*** Opening ENTRIES PROVIDED ***

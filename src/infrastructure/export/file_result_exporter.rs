use std::path::PathBuf;

use async_trait::async_trait;

use crate::application::ports::{ResultSink, ResultSinkError};
use crate::domain::Job;

/// Writes `<stem>.json` (the full job record) and `<stem>.txt` (the
/// transcript) for every finished job.
pub struct FileResultExporter {
    out_dir: PathBuf,
}

impl FileResultExporter {
    pub fn new(out_dir: PathBuf) -> Result<Self, ResultSinkError> {
        std::fs::create_dir_all(&out_dir)?;
        Ok(Self { out_dir })
    }

    fn paths(&self, stem: &str) -> (PathBuf, PathBuf) {
        (
            self.out_dir.join(format!("{}.json", stem)),
            self.out_dir.join(format!("{}.txt", stem)),
        )
    }
}

#[async_trait]
impl ResultSink for FileResultExporter {
    async fn export(&self, job: &Job) -> Result<(), ResultSinkError> {
        let (json_path, txt_path) = self.paths(&job.export_stem());

        let record = serde_json::to_string_pretty(job)?;
        tokio::fs::write(&json_path, record).await?;

        let text = job.transcript.as_deref().unwrap_or_default().trim();
        tokio::fs::write(&txt_path, text).await?;

        tracing::info!(job_id = %job.id, path = %json_path.display(), "Job result exported");
        Ok(())
    }

    async fn is_exported(&self, stem: &str) -> bool {
        let (json_path, txt_path) = self.paths(stem);
        matches!(tokio::fs::try_exists(&json_path).await, Ok(true))
            && matches!(tokio::fs::try_exists(&txt_path).await, Ok(true))
    }
}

*** Closing ENTRIES PROVIDED ***

REQUIRED WORK: Please copy only the lines between the first line of the entries and the line with "(the full job", keeping those two end lines as well, exactly as written.

RESPONSE AREA:
filename src/infrastructure/export/file_result_exporter.rs
use std::path::PathBuf;

use async_trait::async_trait;

use crate::application::ports::{ResultSink, ResultSinkError};
use crate::domain::Job;

/// Writes `<stem>.json` (the full job record) and `<stem>.txt` (the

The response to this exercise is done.